> YOUR ASSIGNMENT: All lines from the opening of the data to the line containing "use std::cmp::Ordering;" must be returned unchanged, and only those lines.

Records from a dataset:
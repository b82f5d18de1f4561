//! Hierarchical hybrid retriever
//!
//! Narrows the corpus by scheme, then by (scheme, field) for metric queries,
//! searches the full vector index, filters the hits to the narrowed set and
//! ranks them with a hybrid score:
//!
//! ```text
//! relevance = 0.5 * vector + 0.15 * min(keyword, 2) + 0.15 * authority + 0.2 * type_boost
//! ```
//!
//! The index, store and embedder are shared read-only; a retrieval never
//! mutates them.

use once_cell::sync::Lazy;
use regex::Regex;
use std::cmp::Ordering;
use std::collections::{BTreeSet, HashSet};
use std::sync::Arc;

use fundfacts_config::RetrievalConfig;
use fundfacts_core::{EmbeddingProvider, Field, QueryType, RetrievedChunk, SchemeTag};

use crate::classifier;
use crate::index::FlatIndex;
use crate::reranker::Reranker;
use crate::store::CorpusStore;
use crate::RagError;

static ENTITY_ROLE: Lazy<Regex> = Lazy::new(|| {
    Regex::new(r"(?i)\b(fund manager|manager|investment manager|name|tenure)\b").unwrap()
});
static PERSON_NAME: Lazy<Regex> =
    Lazy::new(|| Regex::new(r"\b[A-Z][a-z]+\s+[A-Z][a-z]+\b").unwrap());
static METRIC_WITH_NUMBER: Lazy<Regex> = Lazy::new(|| {
    Regex::new(
        r"(?i)\b(expense|ter|exit load|sip|minimum|lock-in)\b.*\d+|\d+.*\b(expense|ter|exit load|sip|minimum|lock-in)\b",
    )
    .unwrap()
});
static LIST_SIGNAL: Lazy<Regex> =
    Lazy::new(|| Regex::new(r"(?i)\d+%|\d+\.\d+%|top\s+\d+").unwrap());
static DECIMAL: Lazy<Regex> = Lazy::new(|| Regex::new(r"\d+\.\d+").unwrap());

/// Metric terms that trigger overview injection, paired with the text an
/// overview chunk must contain to be injected for that term
static OVERVIEW_METRICS: Lazy<Vec<(Regex, Regex)>> = Lazy::new(|| {
    [
        (r"\b(expense ratio|ter)\b", r"(?i)\b(total expense ratio|expense ratio|expense|ter)\b"),
        (r"\bexit load\b", r"(?i)\bexit\s+load\b"),
        (r"\bsip\b", r"(?i)\bsip\b"),
        (r"\block-in\b", r"(?i)\block[-\s]?in\b"),
    ]
    .iter()
    .map(|(query, chunk)| (Regex::new(query).unwrap(), Regex::new(chunk).unwrap()))
    .collect()
});
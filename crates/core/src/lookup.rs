//! Tagged result for lookups where absence is an expected outcome

use serde::{Deserialize, Serialize};

use crate::{Error, ErrorKind};

/// Outcome of a lookup in the retrieval and extraction chain
#[derive(Debug, Clone, PartialEq, Serialize, Deserialize)]
#[serde(tag = "status", content = "value", rename_all = "snake_case")]
pub enum Lookup<T> {
    Found(T),
    NotFound,
    Error(ErrorKind),
}

impl<T> Lookup<T> {
    pub fn is_found(&self) -> bool {
        matches!(self, Lookup::Found(_))
    }

    pub fn is_error(&self) -> bool {
        matches!(self, Lookup::Error(_))
    }

    pub fn found(self) -> Option<T> {
        match self {
            Lookup::Found(v) => Some(v),
            _ => None,
        }
    }

    pub fn map<U>(self, f: impl FnOnce(T) -> U) -> Lookup<U> {
        match self {
            Lookup::Found(v) => Lookup::Found(f(v)),
            Lookup::NotFound => Lookup::NotFound,
            Lookup::Error(kind) => Lookup::Error(kind),
        }
    }

    /// Try the next resolution step only when nothing was found
    pub fn or_else(self, f: impl FnOnce() -> Lookup<T>) -> Lookup<T> {
        match self {
            Lookup::NotFound => f(),
            other => other,
        }
    }
}

impl<T> From<Option<T>> for Lookup<T> {
    fn from(value: Option<T>) -> Self {
        value.map_or(Lookup::NotFound, Lookup::Found)
    }
}

impl<T> From<Error> for Lookup<T> {
    fn from(err: Error) -> Self {
        Lookup::Error(err.kind())
    }
}

#[cfg(test)]
mod tests {
    use super::*;

    #[test]
    fn test_or_else_only_runs_on_not_found() {
        let found: Lookup<u32> = Lookup::Found(1);
        assert_eq!(found.or_else(|| Lookup::Found(2)), Lookup::Found(1));

        let missing: Lookup<u32> = Lookup::NotFound;
        assert_eq!(missing.or_else(|| Lookup::Found(2)), Lookup::Found(2));

        let failed: Lookup<u32> = Lookup::Error(ErrorKind::Embedding);
        assert_eq!(failed.or_else(|| Lookup::Found(2)), Lookup::Error(ErrorKind::Embedding));
    }

    #[test]
    fn test_from_option_and_error() {
        assert_eq!(Lookup::from(Some("₹500")), Lookup::Found("₹500"));
        assert_eq!(Lookup::<&str>::from(None), Lookup::NotFound);

        let lookup: Lookup<String> = Error::DataIntegrity("bad row".into()).into();
        assert_eq!(lookup, Lookup::Error(ErrorKind::DataIntegrity));
    }

    #[test]
    fn test_serialized_shape() {
        let json = serde_json::to_string(&Lookup::Found("1.00%")).unwrap();
        assert_eq!(json, r#"{"status":"found","value":"1.00%"}"#);
        let json = serde_json::to_string(&Lookup::<String>::NotFound).unwrap();
        assert_eq!(json, r#"{"status":"not_found"}"#);
    }
}
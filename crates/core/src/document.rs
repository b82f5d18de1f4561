//! Source documents and retrievable chunks

use serde::{Deserialize, Serialize};

use crate::{source_authority, Field, SchemeTag, SourceType};

/// Immutable registry entry for one fetched source
#[derive(Debug, Clone, PartialEq, Serialize, Deserialize)]
pub struct SourceDocument {
    pub source_id: String,
    pub source_url: String,
    pub source_type: SourceType,
    pub scheme_tag: SchemeTag,
    /// Derived from `source_type` (and id for regulatory sources)
    pub authority_weight: f32,
    pub last_fetched_date: Option<String>,
}

impl SourceDocument {
    pub fn new(
        source_id: impl Into<String>,
        source_url: impl Into<String>,
        source_type: SourceType,
        scheme_tag: SchemeTag,
        last_fetched_date: Option<String>,
    ) -> Self {
        let source_id = source_id.into();
        let authority_weight = source_authority(&source_id, source_type);
        Self {
            source_id,
            source_url: source_url.into(),
            source_type,
            scheme_tag,
            authority_weight,
            last_fetched_date,
        }
    }
}

/// A unit of retrievable text
///
/// `field` is set only for canonical fact chunks; free-text chunks leave it empty.
#[derive(Debug, Clone, PartialEq, Serialize, Deserialize)]
pub struct Chunk {
    pub id: String,
    pub source_id: String,
    pub text: String,
    pub scheme_tag: SchemeTag,
    #[serde(default)]
    pub field: Option<Field>,
    pub source_type: SourceType,
    #[serde(default)]
    pub source_url: String,
    #[serde(default)]
    pub last_fetched_date: Option<String>,
}

impl Chunk {
    pub fn authority(&self) -> f32 {
        source_authority(&self.source_id, self.source_type)
    }

    /// True when the chunk carries a usable fetch timestamp
    pub fn has_timestamp(&self) -> bool {
        self.last_fetched_date
            .as_deref()
            .map(|d| !d.trim().is_empty())
            .unwrap_or(false)
    }
}
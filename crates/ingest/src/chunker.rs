//! Full-text window chunking
//!
//! Fixed-size overlapping windows over whitespace-normalized text, measured
//! in grapheme clusters so `₹` and combining marks never split. Used so that
//! questions outside the seven canonical fields still find supporting text.

use unicode_segmentation::UnicodeSegmentation;

use fundfacts_config::{constants, IngestConfig};
use fundfacts_core::{Chunk, SourceDocument};

#[derive(Debug, Clone)]
pub struct FullTextChunker {
    chunk_size: usize,
    overlap: usize,
    max_chunks: usize,
    min_segment_chars: usize,
    max_chunk_chars: usize,
}

impl Default for FullTextChunker {
    fn default() -> Self {
        Self::from(&IngestConfig::default())
    }
}

impl From<&IngestConfig> for FullTextChunker {
    fn from(config: &IngestConfig) -> Self {
        Self {
            chunk_size: config.chunk_size.max(1),
            overlap: config.chunk_overlap,
            max_chunks: config.max_chunks_per_source,
            min_segment_chars: constants::ingest::MIN_SEGMENT_CHARS,
            max_chunk_chars: config.max_chunk_chars,
        }
    }
}

impl FullTextChunker {
    fn step(&self) -> usize {
        self.chunk_size.saturating_sub(self.overlap).max(1)
    }

    fn make_chunk(&self, source: &SourceDocument, index: usize, text: &str) -> Chunk {
        Chunk {
            id: format!("{}::fulltext::{}", source.source_id, index),
            source_id: source.source_id.clone(),
            text: text.graphemes(true).take(self.max_chunk_chars).collect(),
            scheme_tag: source.scheme_tag,
            field: None,
            source_type: source.source_type,
            source_url: source.source_url.clone(),
            last_fetched_date: source.last_fetched_date.clone(),
        }
    }

    /// Split one source's text into windows
    pub fn chunk(&self, source: &SourceDocument, text: &str) -> Vec<Chunk> {
        let normalized = text.split_whitespace().collect::<Vec<_>>().join(" ");
        let mut graphemes: Vec<&str> = normalized.graphemes(true).collect();

        if graphemes.is_empty() {
            return Vec::new();
        }
        if graphemes.len() < self.chunk_size {
            return vec![self.make_chunk(source, 0, &normalized)];
        }

        // Text past what max_chunks windows could cover is never reached
        graphemes.truncate(self.chunk_size * self.max_chunks);

        let mut chunks = Vec::new();
        let mut start = 0;
        while start < graphemes.len() && chunks.len() < self.max_chunks {
            let end = (start + self.chunk_size).min(graphemes.len());
            let segment = graphemes[start..end].concat();
            let segment = segment.trim();
            if segment.chars().count() > self.min_segment_chars {
                chunks.push(self.make_chunk(source, chunks.len(), segment));
            }
            start += self.step();
        }

        tracing::debug!(
            source_id = %source.source_id,
            chunks = chunks.len(),
            "Chunked full text"
        );
        chunks
    }
}
//! Error types shared across crates

use serde::{Deserialize, Serialize};
use thiserror::Error;

/// Errors that make correct operation impossible.
///
/// Expected absence of data is not an error; it travels as
/// [`crate::Lookup::NotFound`].
#[derive(Error, Debug)]
pub enum Error {
    #[error("Dependency unavailable: {0}")]
    DependencyUnavailable(String),

    #[error("Data integrity error: {0}")]
    DataIntegrity(String),

    #[error("Embedding error: {0}")]
    Embedding(String),

    #[error("Reranker error: {0}")]
    Reranker(String),

    #[error("Retrieval error: {0}")]
    Retrieval(String),

    #[error("Configuration error: {0}")]
    Config(String),

    #[error("IO error: {0}")]
    Io(#[from] std::io::Error),

    #[error("Serialization error: {0}")]
    Serialization(#[from] serde_json::Error),
}

impl Error {
    /// Classify the error without carrying its payload
    pub fn kind(&self) -> ErrorKind {
        match self {
            Error::DependencyUnavailable(_) => ErrorKind::DependencyUnavailable,
            Error::DataIntegrity(_) => ErrorKind::DataIntegrity,
            Error::Embedding(_) => ErrorKind::Embedding,
            Error::Reranker(_) => ErrorKind::Reranker,
            Error::Retrieval(_) => ErrorKind::Retrieval,
            Error::Config(_) => ErrorKind::Config,
            Error::Io(_) | Error::Serialization(_) => ErrorKind::Io,
        }
    }
}

/// Payload-free error classification, used inside [`crate::Lookup::Error`]
#[derive(Debug, Clone, Copy, PartialEq, Eq, Serialize, Deserialize)]
#[serde(rename_all = "snake_case")]
pub enum ErrorKind {
    DependencyUnavailable,
    DataIntegrity,
    Embedding,
    Reranker,
    Retrieval,
    Config,
    Io,
}

pub type Result<T> = std::result::Result<T, Error>;

#[cfg(test)]
mod tests {
    use super::*;

    #[test]
    fn test_error_kind() {
        let err = Error::DataIntegrity("index has 3 vectors, metadata has 4".to_string());
        assert_eq!(err.kind(), ErrorKind::DataIntegrity);
        assert!(err.to_string().contains("metadata has 4"));

        let io = Error::from(std::io::Error::new(std::io::ErrorKind::NotFound, "gone"));
        assert_eq!(io.kind(), ErrorKind::Io);
    }
}
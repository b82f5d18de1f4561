//! Fund manager lookup over overview text

use once_cell::sync::Lazy;
use regex::Regex;
use serde::{Deserialize, Serialize};

use fundfacts_core::Chunk;

const TITLE: &str = r"(?:Ms\.|Mr\.|Mrs\.|Dr\.)";
const NAME: &str = r"([A-Z][a-z]+\s+[A-Z][a-z]+)";

/// Tried in order; the first listed manager is usually the senior one
static MANAGER_PATTERNS: Lazy<Vec<Regex>> = Lazy::new(|| {
    [
        format!(r"(?i:fund\s+managers?)[:\s]+{}?\s*{}", TITLE, NAME),
        format!(r"{}\s*{}\s*\n\s*(?i:senior\s+fund\s+manager)", TITLE, NAME),
        format!(r"(?s){}?\s*{}[^.]*?(?i:(?:senior\s+)?fund\s+manager)", TITLE, NAME),
    ]
    .iter()
    .map(|p| Regex::new(p).unwrap())
    .collect()
});

static TENURE: Lazy<Regex> =
    Lazy::new(|| Regex::new(r"(?i)(?:since|from|tenure)[:\s]+(\d{4})").unwrap());

/// Words that match the name shape but are role titles
const ROLE_WORDS: [&str; 6] = ["Senior", "Fund", "Manager", "Managers", "Equity", "Analyst"];

#[derive(Debug, Clone, PartialEq, Eq, Serialize, Deserialize)]
pub struct FundManager {
    pub name: String,
    pub source_id: String,
    /// Year the manager took over, when stated
    pub since: Option<String>,
}

fn plausible_name(name: &str) -> bool {
    let words: Vec<&str> = name.split_whitespace().collect();
    words.len() == 2
        && words
            .iter()
            .all(|w| w.chars().count() > 2 && !ROLE_WORDS.contains(w))
}

fn manager_in(text: &str) -> Option<String> {
    MANAGER_PATTERNS.iter().find_map(|pattern| {
        pattern
            .captures_iter(text)
            .filter_map(|caps| caps.get(1))
            .map(|m| m.as_str().split_whitespace().collect::<Vec<_>>().join(" "))
            .find(|name| plausible_name(name))
    })
}

/// First manager named in the given chunks, in chunk order
pub fn find_fund_manager<'a>(chunks: impl IntoIterator<Item = &'a Chunk>) -> Option<FundManager> {
    chunks.into_iter().find_map(|chunk| {
        let name = manager_in(&chunk.text)?;
        let since = TENURE
            .captures(&chunk.text)
            .and_then(|c| c.get(1))
            .map(|m| m.as_str().to_string());
        tracing::debug!(source_id = %chunk.source_id, %name, "Found fund manager");
        Some(FundManager {
            name,
            source_id: chunk.source_id.clone(),
            since,
        })
    })
}

#[cfg(test)]
mod tests {
    use super::*;
    use fundfacts_core::{SchemeTag, SourceType};

    fn overview(text: &str) -> Chunk {
        Chunk {
            id: "amc_flexicap_overview::fulltext::0".to_string(),
            source_id: "amc_flexicap_overview".to_string(),
            text: text.to_string(),
            scheme_tag: SchemeTag::FlexiCap,
            field: None,
            source_type: SourceType::SchemeOverview,
            source_url: String::new(),
            last_fetched_date: None,
        }
    }

    #[test]
    fn test_fund_managers_heading() {
        let chunks = vec![overview("Fund Managers\nMs. Roshi Jain\nSenior Fund Manager since 2022")];
        let found = find_fund_manager(&chunks).unwrap();
        assert_eq!(found.name, "Roshi Jain");
        assert_eq!(found.source_id, "amc_flexicap_overview");
        assert_eq!(found.since.as_deref(), Some("2022"));
    }

    #[test]
    fn test_name_before_title() {
        let chunks = vec![overview("Managed by Mr. Rahul Baijal, Senior Fund Manager at the AMC")];
        assert_eq!(find_fund_manager(&chunks).unwrap().name, "Rahul Baijal");
    }

    #[test]
    fn test_rejects_role_words_and_short_names() {
        let chunks = vec![overview("Senior Fund Manager details are on the website")];
        assert_eq!(find_fund_manager(&chunks), None);
        assert!(!plausible_name("Al Smith"));
        assert!(plausible_name("Roshi Jain"));
    }

    #[test]
    fn test_first_chunk_with_manager_wins() {
        let chunks = vec![
            overview("Exit load 1% within a year"),
            overview("Fund Manager: Dhruv Muchhal"),
            overview("Fund Manager: Roshi Jain"),
        ];
        assert_eq!(find_fund_manager(&chunks).unwrap().name, "Dhruv Muchhal");
    }
}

> RESULT OF THIS TASK:
repository b82f5d18de1f4561
//! Hierarchical hybrid retriever
//!
//! Narrows the corpus by scheme, then by (scheme, field) for metric queries,
//! searches the full vector index, filters the hits to the narrowed set and
//! ranks them with a hybrid score:
//!
//! ```text
//! relevance = 0.5 * vector + 0.15 * min(keyword, 2) + 0.15 * authority + 0.2 * type_boost
//! ```
//!
//! The index, store and embedder are shared read-only; a retrieval never
//! mutates them.

use once_cell::sync::Lazy;
use regex::Regex;
use std::cmp::Ordering;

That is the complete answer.